L'avantage d'être Jésus tient bien de n'être jamais contredit.
1. Depuis l'agression de l'Iran par les forces des États-Unis, l'impression donnée d'échec en cours élève le verdict céleste à n'être plus qu'une attente d'un devenir lent avant d'être enfin, non pas un divertissement, mais la conclusion historique d'une difficulté pleine et entière en Droit.
2. Nous comprenons mal ce que nous voyons si nous ne procédons pas avec prudence, mais aussi avec ce réalisme plaçant la volonté divine au-delà des conjectures sulfureuses, ou pas.
3. Dans l'immédiat, la stratégie du grand Timonier des USA, monsieur Trump, nous révèle ce que nous savions déjà, mais qui n'avait pas été souligné avec candeur et pragmatisme dans ce registre des responsabilités d'État en regard de la paix et de la guerre, la séduction par l'islam défait les Nations, leurs États, les rendant perméables à la décapitation.
4. La nécessité pour Dieu de pourvoir au déliement gordien a généré un courant mondial de décadence explicite, célébrant la nature du péché originel comme une satisfaction phallo, relevant totalement d'une dérive voulue et vécue.
5. L'irresponsabilité qui y est jointe devenant un facteur influençant les votes au sein des démocraties, nous payons le prix fort d'avoir un découvert libertin phallo.
6. Ce mécompte toutefois retentit comme un avertissement extrêmement lourd, puisque nous nous désavantageons en proclamant remisé oubliettes du savoir-vivre le simple bon sens.
7. Avoir rêvé d'une contamination définitive de nos nations européennes par l'islam, en particulier, n'a d'autre intérêt que de nous en disculper avec ténacité, voir par la force.

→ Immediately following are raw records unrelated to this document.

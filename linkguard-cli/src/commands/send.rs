use anyhow::{bail, Context, Result};
use indicatif::{ProgressBar, ProgressStyle};
use linkguard_core::{
    frame::{split_payloads, FrameBuilder},
    BitString, DetectionScheme, ErrorModel, Method,
};
use rand::Rng;
use std::fs;
use std::io::{self, Read, Write};
use std::net::TcpStream;
use tracing::{debug, info};

/// Where frames go
#[derive(Debug, Clone)]
pub enum Destination {
    /// Connect to a receiver
    Tcp { host: String, port: u16 },
    /// Write wire lines to a file, or stdout for "-"
    File(String),
}

/// Options for the send command
#[derive(Debug, Clone)]
pub struct SendOptions {
    pub input: String,
    pub method: Method,
    pub polynomial: Option<String>,
    pub destination: Destination,
    pub error_model: ErrorModel,
    pub error_rate: f64,
    pub payload_bits: usize,
    pub binary: bool,
    pub seed: Option<u64>,
    pub progress: bool,
}

/// What was sent
#[derive(Debug, Clone, Default, PartialEq, Eq)]
pub struct SendSummary {
    pub frames: usize,
    pub corrupted: usize,
    pub bits: usize,
}

/// Read the payload stream: '0'/'1' text, or raw bytes with `binary`
pub fn read_payload(input: &str, binary: bool) -> Result<BitString> {
    let raw = if input == "-" {
        let mut buf = Vec::new();
        io::stdin().read_to_end(&mut buf)?;
        buf
    } else {
        fs::read(input).with_context(|| format!("Failed to read input file: {}", input))?
    };

    if binary {
        return Ok(BitString::from_bytes(&raw));
    }
    let text = String::from_utf8(raw).context("Input is not UTF-8 text; try --binary")?;
    BitString::from_text(&text).context("Input must contain only '0'/'1' characters")
}

/// Frame, protect and write every payload of `data`
pub fn write_frames<W: Write, R: Rng>(
    writer: &mut W,
    builder: &FrameBuilder,
    data: &BitString,
    payload_bits: usize,
    rng: &mut R,
    progress: bool,
) -> Result<SendSummary> {
    let payloads = split_payloads(data, payload_bits);

    let bar = if progress {
        let bar = ProgressBar::new(payloads.len() as u64);
        bar.set_style(
            ProgressStyle::with_template("{bar:40} {pos}/{len} frames")
                .unwrap_or_else(|_| ProgressStyle::default_bar()),
        );
        Some(bar)
    } else {
        None
    };

    let mut summary = SendSummary::default();
    for payload in &payloads {
        let message = builder
            .build(payload, rng)
            .with_context(|| format!("Failed to build frame {}", summary.frames + 1))?;

        writer
            .write_all(&message.encode())
            .context("Failed to write frame")?;

        debug!(
            "Sent frame: {} (len={})",
            message,
            message.codeword.len()
        );

        summary.frames += 1;
        summary.bits += message.codeword.len();
        if message.error {
            summary.corrupted += 1;
        }
        if let Some(bar) = &bar {
            bar.inc(1);
        }
    }
    writer.flush()?;

    if let Some(bar) = bar {
        bar.finish_and_clear();
    }
    Ok(summary)
}

pub fn execute(opts: &SendOptions) -> Result<SendSummary> {
    info!("Sending {} with {}", opts.input, opts.method);

    if opts.method == Method::Crc && opts.polynomial.is_none() {
        bail!("The crc method needs a polynomial (e.g. --polynomial CRC-16)");
    }
    let polynomial = opts.polynomial.as_deref().unwrap_or_default();

    let scheme = DetectionScheme::resolve(opts.method, polynomial)
        .context("Failed to resolve detection scheme")?;
    let builder = FrameBuilder::new(scheme, polynomial)
        .error_model(opts.error_model)
        .error_rate(opts.error_rate)?;

    let data = read_payload(&opts.input, opts.binary)?;
    info!("Read {} payload bits", data.len());

    let mut rng = crate::make_rng(opts.seed);

    let summary = match &opts.destination {
        Destination::Tcp { host, port } => {
            let mut stream = TcpStream::connect((host.as_str(), *port))
                .with_context(|| format!("Failed to connect to {}:{}", host, port))?;
            info!("Connected to {}:{}", host, port);
            write_frames(&mut stream, &builder, &data, opts.payload_bits, &mut rng, opts.progress)?
        }
        Destination::File(path) if path == "-" => {
            let stdout = io::stdout();
            let mut lock = stdout.lock();
            write_frames(&mut lock, &builder, &data, opts.payload_bits, &mut rng, false)?
        }
        Destination::File(path) => {
            let mut file = fs::File::create(path)
                .with_context(|| format!("Failed to create output file: {}", path))?;
            write_frames(&mut file, &builder, &data, opts.payload_bits, &mut rng, opts.progress)?
        }
    };

    info!(
        "File transfer complete: {} frames ({} corrupted, {} bits)",
        summary.frames, summary.corrupted, summary.bits
    );

    Ok(summary)
}
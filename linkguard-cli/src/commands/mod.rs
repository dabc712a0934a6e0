pub mod compare;
pub mod encode;
pub mod receive;
pub mod send;
pub mod verify;
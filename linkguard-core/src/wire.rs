//! Text wire format: `method:polynomial:error:codeword\n`
//!
//! Messages are newline-terminated ASCII lines. The polynomial field is empty
//! for checksum messages. The error field is the sender's ground truth (`1`
//! when it injected corruption) and is only used for scoring, never for
//! verification.

use crate::bits::BitString;
use crate::constants::{FIELD_SEPARATOR, MAX_LINE_BYTES, MESSAGE_TERMINATOR};
use crate::error::LinkError;
use crate::scheme::{DetectionScheme, Method};
use bytes::{Buf, BufMut, Bytes, BytesMut};
use core::fmt;
use serde::{Deserialize, Serialize};
use std::io::Read;

/// Size of each read from a transport stream
const READ_CHUNK: usize = 1024;

/// One decoded wire message
#[derive(Debug, Clone, PartialEq, Eq, Serialize, Deserialize)]
pub struct WireMessage {
    /// Detection method
    pub method: Method,
    /// Polynomial text as sent (scheme name or literal), empty for checksum
    pub polynomial: String,
    /// Whether the sender corrupted the codeword
    pub error: bool,
    /// Transmitted codeword
    pub codeword: BitString,
}

impl WireMessage {
    /// Create a message
    pub fn new(
        method: Method,
        polynomial: impl Into<String>,
        error: bool,
        codeword: BitString,
    ) -> Self {
        Self {
            method,
            polynomial: polynomial.into(),
            error,
            codeword,
        }
    }

    /// Parse one line, without its terminator.
    ///
    /// The line is split into at most four fields on ':'. Fewer fields, an
    /// error flag other than `0`/`1`, or a codeword with non-bit characters
    /// is a [`LinkError::Format`]; an unrecognised method is
    /// [`LinkError::UnknownMethod`].
    pub fn parse(line: &str) -> Result<Self, LinkError> {
        let line = line.strip_suffix('\r').unwrap_or(line);
        let fields: Vec<&str> = line.splitn(4, FIELD_SEPARATOR).collect();
        let &[method, polynomial, error, codeword] = fields.as_slice() else {
            return Err(LinkError::Format(format!(
                "expected 4 fields, got {}: {:?}",
                fields.len(),
                line
            )));
        };

        let method: Method = method.parse()?;
        let error = match error {
            "0" => false,
            "1" => true,
            other => {
                return Err(LinkError::Format(format!("bad error flag {:?}", other)));
            }
        };
        let codeword: BitString = codeword
            .parse()
            .map_err(|e| LinkError::Format(format!("bad codeword: {}", e)))?;

        Ok(Self::new(method, polynomial, error, codeword))
    }

    /// Encode as a terminated wire line
    pub fn encode(&self) -> Bytes {
        let polynomial = self.polynomial.as_bytes();
        let mut buf = BytesMut::with_capacity(self.codeword.len() + polynomial.len() + 16);
        buf.put_slice(self.method.as_str().as_bytes());
        buf.put_u8(FIELD_SEPARATOR as u8);
        buf.put_slice(polynomial);
        buf.put_u8(FIELD_SEPARATOR as u8);
        buf.put_u8(if self.error { b'1' } else { b'0' });
        buf.put_u8(FIELD_SEPARATOR as u8);
        buf.put_slice(self.codeword.to_string().as_bytes());
        buf.put_u8(MESSAGE_TERMINATOR);
        buf.freeze()
    }

    /// Resolve the detection scheme this message names
    pub fn scheme(&self) -> Result<DetectionScheme, LinkError> {
        DetectionScheme::resolve(self.method, &self.polynomial)
    }

    /// Verify the codeword with the scheme this message names
    pub fn verify(&self) -> Result<bool, LinkError> {
        Ok(self.scheme()?.verify(&self.codeword))
    }
}

impl fmt::Display for WireMessage {
    fn fmt(&self, f: &mut fmt::Formatter<'_>) -> fmt::Result {
        write!(
            f,
            "{}:{}:{}:{}",
            self.method,
            self.polynomial,
            u8::from(self.error),
            self.codeword
        )
    }
}

/// Reassembles newline-terminated messages from arbitrarily split byte chunks
///
/// A line that grows past `max_line` bytes without a terminator is dropped
/// up to its next terminator, and the overflow is reported once by
/// [`LineFramer::push`].
#[derive(Debug)]
pub struct LineFramer {
    buf: BytesMut,
    max_line: usize,
    skipping: bool,
}

impl Default for LineFramer {
    fn default() -> Self {
        Self::with_max_line(MAX_LINE_BYTES)
    }
}

impl LineFramer {
    /// Create an empty framer
    pub fn new() -> Self {
        Self::default()
    }

    /// Create an empty framer with a custom line length limit
    pub fn with_max_line(max_line: usize) -> Self {
        Self {
            buf: BytesMut::new(),
            max_line,
            skipping: false,
        }
    }

    /// Append received bytes.
    ///
    /// Returns [`LinkError::Format`] when the pending unterminated line
    /// exceeds the limit. Complete lines already buffered stay available.
    pub fn push(&mut self, mut data: &[u8]) -> Result<(), LinkError> {
        if self.skipping {
            match memchr::memchr(MESSAGE_TERMINATOR, data) {
                Some(pos) => {
                    data = &data[pos + 1..];
                    self.skipping = false;
                }
                None => return Ok(()),
            }
        }

        self.buf.extend_from_slice(data);

        let start = memchr::memrchr(MESSAGE_TERMINATOR, &self.buf).map_or(0, |pos| pos + 1);
        let pending = self.buf.len() - start;
        if pending > self.max_line {
            self.buf.truncate(start);
            self.skipping = true;
            return Err(LinkError::Format(format!(
                "line exceeds {} bytes without a terminator",
                self.max_line
            )));
        }
        Ok(())
    }

    /// Next complete, non-blank line, without its terminator
    pub fn next_line(&mut self) -> Option<String> {
        while let Some(pos) = memchr::memchr(MESSAGE_TERMINATOR, &self.buf) {
            let line = self.buf.split_to(pos);
            self.buf.advance(1);
            let text = String::from_utf8_lossy(&line);
            if !text.trim().is_empty() {
                return Some(text.into_owned());
            }
        }
        None
    }

    /// Bytes received after the last terminator
    pub fn remainder(&self) -> &[u8] {
        &self.buf
    }
}

/// Iterator over the messages of a byte stream (socket, file, buffer)
pub struct MessageReader<R> {
    reader: R,
    framer: LineFramer,
    done: bool,
}

impl<R: Read> MessageReader<R> {
    /// Wrap a byte stream
    pub fn new(reader: R) -> Self {
        Self {
            reader,
            framer: LineFramer::new(),
            done: false,
        }
    }

    /// Unterminated bytes left once the stream ended
    pub fn remainder(&self) -> &[u8] {
        self.framer.remainder()
    }
}

impl<R: Read> Iterator for MessageReader<R> {
    type Item = Result<String, LinkError>;

    fn next(&mut self) -> Option<Self::Item> {
        let mut chunk = [0u8; READ_CHUNK];
        loop {
            if let Some(line) = self.framer.next_line() {
                return Some(Ok(line));
            }
            if self.done {
                return None;
            }
            match self.reader.read(&mut chunk) {
                Ok(0) => self.done = true,
                Ok(n) => {
                    if let Err(e) = self.framer.push(&chunk[..n]) {
                        return Some(Err(e));
                    }
                }
                Err(e) if e.kind() == std::io::ErrorKind::Interrupted => {}
                Err(e) => {
                    self.done = true;
                    return Some(Err(e.into()));
                }
            }
        }
    }
}
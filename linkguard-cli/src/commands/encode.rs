use anyhow::{Context, Result};
use linkguard_core::{BitString, DetectionScheme, Method};
use tracing::info;

/// Codeword for `bits` under the given method
pub fn encode_bits(bits: &str, method: Method, polynomial: Option<&str>) -> Result<BitString> {
    let payload: BitString = bits.parse().context("Payload must be a '0'/'1' string")?;
    let scheme = DetectionScheme::resolve(method, polynomial.unwrap_or_default())
        .context("Failed to resolve detection scheme")?;
    let codeword = scheme
        .generate(&payload)
        .context("Failed to generate codeword")?;

    info!(
        "{} encoded {} bits into {} bits",
        scheme.label(),
        payload.len(),
        codeword.len()
    );
    Ok(codeword)
}

pub fn execute(bits: &str, method: Method, polynomial: Option<&str>) -> Result<()> {
    let codeword = encode_bits(bits, method, polynomial)?;
    println!("{}", codeword);
    Ok(())
}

8. Jésus, n'a pas été inventé bibliquement pour sertir la vie terrestre d'un excédent de parjure à son égard.
9. Il s'agit moins du retour de la guerre que de celui qui le précède, si nécessaire, de la puissance céleste.
10. L'Iran demeure un pays admonesté pour surendettement moral en regard de la vie mondial.
11. La caution absurde de l'islam n'est le soutien d'aucunes forces d'avenir.
12. Pour que la France vive.
Paris, ce vendredi 19 juin 2026, Bruno Cadou.